### [About this exercise]
Repeat the records in full, exactly.

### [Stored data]

/---

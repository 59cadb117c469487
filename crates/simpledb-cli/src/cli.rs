//! Clap CLI definition for the `sdb` shell.

use std::path::PathBuf;

use clap::Parser;

/// sdb -- simpledb command-line shell.
#[derive(Parser, Debug)]
#[command(
    name = "sdb",
    about = "Command-line shell for the simpledb engine",
    version
)]
pub struct Cli {
    /// Root directory holding the database's catalog and data files.
    #[arg(long, env = "SIMPLEDB_DIR", default_value = "simpledb_data", global = true)]
    pub db: String,

    /// Execute a single SQL statement and exit.
    #[arg(short = 'e', long = "execute", value_name = "SQL")]
    pub execute: Option<String>,

    /// Execute a semicolon-separated script file and exit.
    #[arg(short = 'f', long = "file", value_name = "PATH")]
    pub file: Option<PathBuf>,

    /// Emit machine-readable JSON instead of a formatted table.
    #[arg(long, global = true)]
    pub json: bool,

    /// Enable debug logging.
    #[arg(short = 'v', long, global = true)]
    pub verbose: bool,
}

\---

### [Output for this exercise]
repository 59cadb117c469487
filename crates/simpledb-cli/src/cli.rs
//! Clap CLI definition for the `sdb` shell.

use std::path::PathBuf;

use clap::Parser;

/// sdb -- simpledb command-line shell.
#[derive(Parser, Debug)]
#[command(
    name = "sdb",
    about = "Command-line shell for the simpledb engine",
    version
)]
pub struct Cli {
    /// Root directory holding the database's catalog and data files.
    #[arg(long, env = "SIMPLEDB_DIR", default_value = "simpledb_data", global = true)]
    pub db: String,

    /// Execute a single SQL statement and exit.
    #[arg(short = 'e', long = "execute", value_name = "SQL")]
    pub execute: Option<String>,

    /// Execute a semicolon-separated script file and exit.
    #[arg(short = 'f', long = "file", value_name = "PATH")]
    pub file: Option<PathBuf>,

    /// Emit machine-readable JSON instead of a formatted table.
    #[arg(long, global = true)]
    pub json: bool,

    /// Enable debug logging.
    #[arg(short = 'v', long, global = true)]
    pub verbose: bool,
}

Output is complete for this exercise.